- [WHAT IS BEING ASKED] State how many lines in the listing include the word "ZeroSingleTapRepeatInterval", and give no other text.

- [INPUT DATA]
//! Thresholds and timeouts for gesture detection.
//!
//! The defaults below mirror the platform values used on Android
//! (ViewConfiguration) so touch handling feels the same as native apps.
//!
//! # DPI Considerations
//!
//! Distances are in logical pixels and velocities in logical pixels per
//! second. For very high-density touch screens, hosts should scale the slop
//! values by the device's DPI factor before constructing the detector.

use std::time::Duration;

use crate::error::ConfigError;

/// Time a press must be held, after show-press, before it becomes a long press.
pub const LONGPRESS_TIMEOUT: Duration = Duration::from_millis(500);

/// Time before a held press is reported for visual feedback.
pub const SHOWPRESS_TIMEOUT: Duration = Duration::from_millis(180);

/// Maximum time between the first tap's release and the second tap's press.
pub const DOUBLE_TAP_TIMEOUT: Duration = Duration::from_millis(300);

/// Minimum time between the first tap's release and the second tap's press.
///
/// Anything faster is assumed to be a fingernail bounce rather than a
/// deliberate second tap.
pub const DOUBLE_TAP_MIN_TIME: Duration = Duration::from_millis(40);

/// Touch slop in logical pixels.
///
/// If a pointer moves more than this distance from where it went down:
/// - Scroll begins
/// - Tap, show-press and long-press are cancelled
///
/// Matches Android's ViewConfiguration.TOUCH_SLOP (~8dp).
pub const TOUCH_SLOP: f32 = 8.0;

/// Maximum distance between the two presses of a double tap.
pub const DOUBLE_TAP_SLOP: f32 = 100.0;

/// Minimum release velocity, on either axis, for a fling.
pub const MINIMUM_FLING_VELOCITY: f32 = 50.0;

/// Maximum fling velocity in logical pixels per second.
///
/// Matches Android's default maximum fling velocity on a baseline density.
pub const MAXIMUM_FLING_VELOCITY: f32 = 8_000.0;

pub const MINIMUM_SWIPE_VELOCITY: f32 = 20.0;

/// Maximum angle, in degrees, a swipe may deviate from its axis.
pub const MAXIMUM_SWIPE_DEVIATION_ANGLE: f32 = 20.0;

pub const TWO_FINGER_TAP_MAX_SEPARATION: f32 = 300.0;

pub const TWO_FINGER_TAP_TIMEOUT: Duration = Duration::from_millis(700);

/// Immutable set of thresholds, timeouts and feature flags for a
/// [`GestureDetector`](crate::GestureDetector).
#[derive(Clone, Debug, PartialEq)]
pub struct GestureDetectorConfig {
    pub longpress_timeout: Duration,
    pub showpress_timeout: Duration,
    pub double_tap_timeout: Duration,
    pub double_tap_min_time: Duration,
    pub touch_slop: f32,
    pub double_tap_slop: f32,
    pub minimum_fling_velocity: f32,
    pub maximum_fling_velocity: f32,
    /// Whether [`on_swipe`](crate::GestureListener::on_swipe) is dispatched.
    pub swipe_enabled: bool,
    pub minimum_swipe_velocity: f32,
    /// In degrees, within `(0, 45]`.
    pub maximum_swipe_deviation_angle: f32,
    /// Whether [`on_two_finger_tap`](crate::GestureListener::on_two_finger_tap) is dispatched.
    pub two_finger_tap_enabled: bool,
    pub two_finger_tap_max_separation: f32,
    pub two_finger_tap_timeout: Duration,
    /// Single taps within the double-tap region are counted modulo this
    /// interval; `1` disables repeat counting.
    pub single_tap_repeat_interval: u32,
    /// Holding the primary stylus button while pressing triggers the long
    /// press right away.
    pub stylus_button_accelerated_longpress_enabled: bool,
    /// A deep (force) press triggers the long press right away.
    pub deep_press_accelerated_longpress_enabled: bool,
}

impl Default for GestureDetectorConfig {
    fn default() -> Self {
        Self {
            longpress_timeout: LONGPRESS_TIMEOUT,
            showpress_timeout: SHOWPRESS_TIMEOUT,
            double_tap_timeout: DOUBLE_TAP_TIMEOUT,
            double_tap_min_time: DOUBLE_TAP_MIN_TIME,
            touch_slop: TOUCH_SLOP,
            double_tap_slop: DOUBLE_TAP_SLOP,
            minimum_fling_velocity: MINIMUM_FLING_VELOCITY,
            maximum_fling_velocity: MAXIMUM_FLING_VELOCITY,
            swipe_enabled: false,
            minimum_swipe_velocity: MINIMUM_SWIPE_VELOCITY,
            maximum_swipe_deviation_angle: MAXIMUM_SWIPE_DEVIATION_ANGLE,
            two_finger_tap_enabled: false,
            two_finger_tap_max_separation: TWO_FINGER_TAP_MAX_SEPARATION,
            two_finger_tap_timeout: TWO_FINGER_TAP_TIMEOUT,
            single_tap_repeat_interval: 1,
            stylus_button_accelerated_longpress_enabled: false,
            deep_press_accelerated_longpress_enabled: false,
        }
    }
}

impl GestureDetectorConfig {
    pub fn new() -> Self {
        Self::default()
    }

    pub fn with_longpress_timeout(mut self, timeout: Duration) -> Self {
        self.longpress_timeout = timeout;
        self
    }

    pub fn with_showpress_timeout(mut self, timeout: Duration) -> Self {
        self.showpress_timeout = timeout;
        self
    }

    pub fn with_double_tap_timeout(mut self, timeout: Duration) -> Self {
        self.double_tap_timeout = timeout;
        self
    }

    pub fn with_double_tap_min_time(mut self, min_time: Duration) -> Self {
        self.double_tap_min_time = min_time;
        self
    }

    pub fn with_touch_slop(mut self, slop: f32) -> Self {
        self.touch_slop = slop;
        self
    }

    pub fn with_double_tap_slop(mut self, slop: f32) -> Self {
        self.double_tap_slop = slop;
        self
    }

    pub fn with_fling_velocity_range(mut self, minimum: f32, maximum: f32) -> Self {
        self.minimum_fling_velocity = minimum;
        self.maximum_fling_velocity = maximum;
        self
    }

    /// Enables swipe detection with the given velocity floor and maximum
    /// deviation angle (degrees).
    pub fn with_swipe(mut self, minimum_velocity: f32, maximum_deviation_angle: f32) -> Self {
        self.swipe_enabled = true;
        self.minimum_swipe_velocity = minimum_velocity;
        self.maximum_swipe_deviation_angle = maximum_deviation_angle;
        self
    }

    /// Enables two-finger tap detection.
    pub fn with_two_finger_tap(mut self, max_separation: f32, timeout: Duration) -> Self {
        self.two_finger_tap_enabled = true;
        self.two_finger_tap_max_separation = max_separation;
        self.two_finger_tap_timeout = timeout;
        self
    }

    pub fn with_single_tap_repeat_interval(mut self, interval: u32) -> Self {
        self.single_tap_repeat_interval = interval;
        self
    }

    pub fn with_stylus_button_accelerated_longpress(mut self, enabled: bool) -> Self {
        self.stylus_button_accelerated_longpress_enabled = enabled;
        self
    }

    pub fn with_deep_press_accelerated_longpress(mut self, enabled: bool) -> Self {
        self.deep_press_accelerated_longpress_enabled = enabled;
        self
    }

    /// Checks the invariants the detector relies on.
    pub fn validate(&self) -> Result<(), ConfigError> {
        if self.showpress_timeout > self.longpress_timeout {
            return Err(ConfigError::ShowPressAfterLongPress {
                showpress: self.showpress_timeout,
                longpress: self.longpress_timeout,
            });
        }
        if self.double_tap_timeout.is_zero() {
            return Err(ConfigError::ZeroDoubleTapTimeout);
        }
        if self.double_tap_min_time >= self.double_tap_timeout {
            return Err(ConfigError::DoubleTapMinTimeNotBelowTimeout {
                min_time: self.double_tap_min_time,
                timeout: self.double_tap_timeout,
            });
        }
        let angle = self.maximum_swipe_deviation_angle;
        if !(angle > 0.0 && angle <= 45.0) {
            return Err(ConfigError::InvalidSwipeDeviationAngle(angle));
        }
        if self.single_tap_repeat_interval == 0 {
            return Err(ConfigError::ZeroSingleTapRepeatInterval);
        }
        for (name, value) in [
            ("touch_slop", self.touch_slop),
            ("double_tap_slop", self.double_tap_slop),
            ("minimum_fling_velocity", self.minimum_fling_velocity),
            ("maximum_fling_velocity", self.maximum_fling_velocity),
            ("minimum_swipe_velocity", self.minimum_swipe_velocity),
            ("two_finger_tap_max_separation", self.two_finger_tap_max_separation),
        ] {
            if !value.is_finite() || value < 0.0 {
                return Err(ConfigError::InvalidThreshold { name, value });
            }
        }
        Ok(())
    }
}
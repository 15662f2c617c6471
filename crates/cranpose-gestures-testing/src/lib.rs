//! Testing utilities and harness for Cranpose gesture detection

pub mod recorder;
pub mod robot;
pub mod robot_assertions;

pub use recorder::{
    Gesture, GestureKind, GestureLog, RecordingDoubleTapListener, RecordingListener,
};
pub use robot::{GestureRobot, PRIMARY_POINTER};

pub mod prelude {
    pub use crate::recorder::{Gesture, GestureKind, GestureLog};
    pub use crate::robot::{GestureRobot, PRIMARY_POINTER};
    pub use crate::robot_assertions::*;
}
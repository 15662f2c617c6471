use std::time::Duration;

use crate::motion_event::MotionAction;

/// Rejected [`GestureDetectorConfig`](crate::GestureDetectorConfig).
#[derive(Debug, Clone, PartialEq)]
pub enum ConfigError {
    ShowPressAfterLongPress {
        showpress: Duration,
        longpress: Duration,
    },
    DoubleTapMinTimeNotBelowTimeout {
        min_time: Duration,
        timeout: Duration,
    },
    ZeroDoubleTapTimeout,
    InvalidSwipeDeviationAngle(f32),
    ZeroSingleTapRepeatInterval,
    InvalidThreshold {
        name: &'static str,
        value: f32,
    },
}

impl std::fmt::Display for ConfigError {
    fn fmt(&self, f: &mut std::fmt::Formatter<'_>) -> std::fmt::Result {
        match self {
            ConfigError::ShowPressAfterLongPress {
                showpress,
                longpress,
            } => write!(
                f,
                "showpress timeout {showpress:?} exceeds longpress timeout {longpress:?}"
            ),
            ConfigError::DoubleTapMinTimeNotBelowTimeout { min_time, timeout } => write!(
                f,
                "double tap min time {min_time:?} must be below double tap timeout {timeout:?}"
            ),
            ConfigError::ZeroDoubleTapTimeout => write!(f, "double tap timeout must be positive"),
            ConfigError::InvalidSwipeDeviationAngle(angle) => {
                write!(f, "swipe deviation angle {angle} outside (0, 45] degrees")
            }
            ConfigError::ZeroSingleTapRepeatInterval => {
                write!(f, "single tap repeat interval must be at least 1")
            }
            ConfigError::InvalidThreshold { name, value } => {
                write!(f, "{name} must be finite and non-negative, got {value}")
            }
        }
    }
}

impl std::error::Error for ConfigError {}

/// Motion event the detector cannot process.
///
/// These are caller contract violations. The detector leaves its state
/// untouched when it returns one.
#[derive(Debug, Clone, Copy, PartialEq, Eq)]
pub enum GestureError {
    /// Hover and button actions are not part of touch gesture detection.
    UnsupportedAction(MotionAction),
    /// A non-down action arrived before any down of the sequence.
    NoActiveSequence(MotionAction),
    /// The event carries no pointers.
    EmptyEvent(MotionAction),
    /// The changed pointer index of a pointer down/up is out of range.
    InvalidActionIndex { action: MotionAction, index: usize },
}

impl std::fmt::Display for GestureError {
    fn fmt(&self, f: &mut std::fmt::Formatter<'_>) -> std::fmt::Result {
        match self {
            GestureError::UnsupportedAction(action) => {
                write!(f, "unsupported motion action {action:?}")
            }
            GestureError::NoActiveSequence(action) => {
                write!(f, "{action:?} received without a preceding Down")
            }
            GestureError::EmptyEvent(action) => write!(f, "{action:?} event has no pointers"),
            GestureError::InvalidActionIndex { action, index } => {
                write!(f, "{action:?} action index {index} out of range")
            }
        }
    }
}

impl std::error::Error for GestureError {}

- [SOLUTION TO THE PROBLEM] 3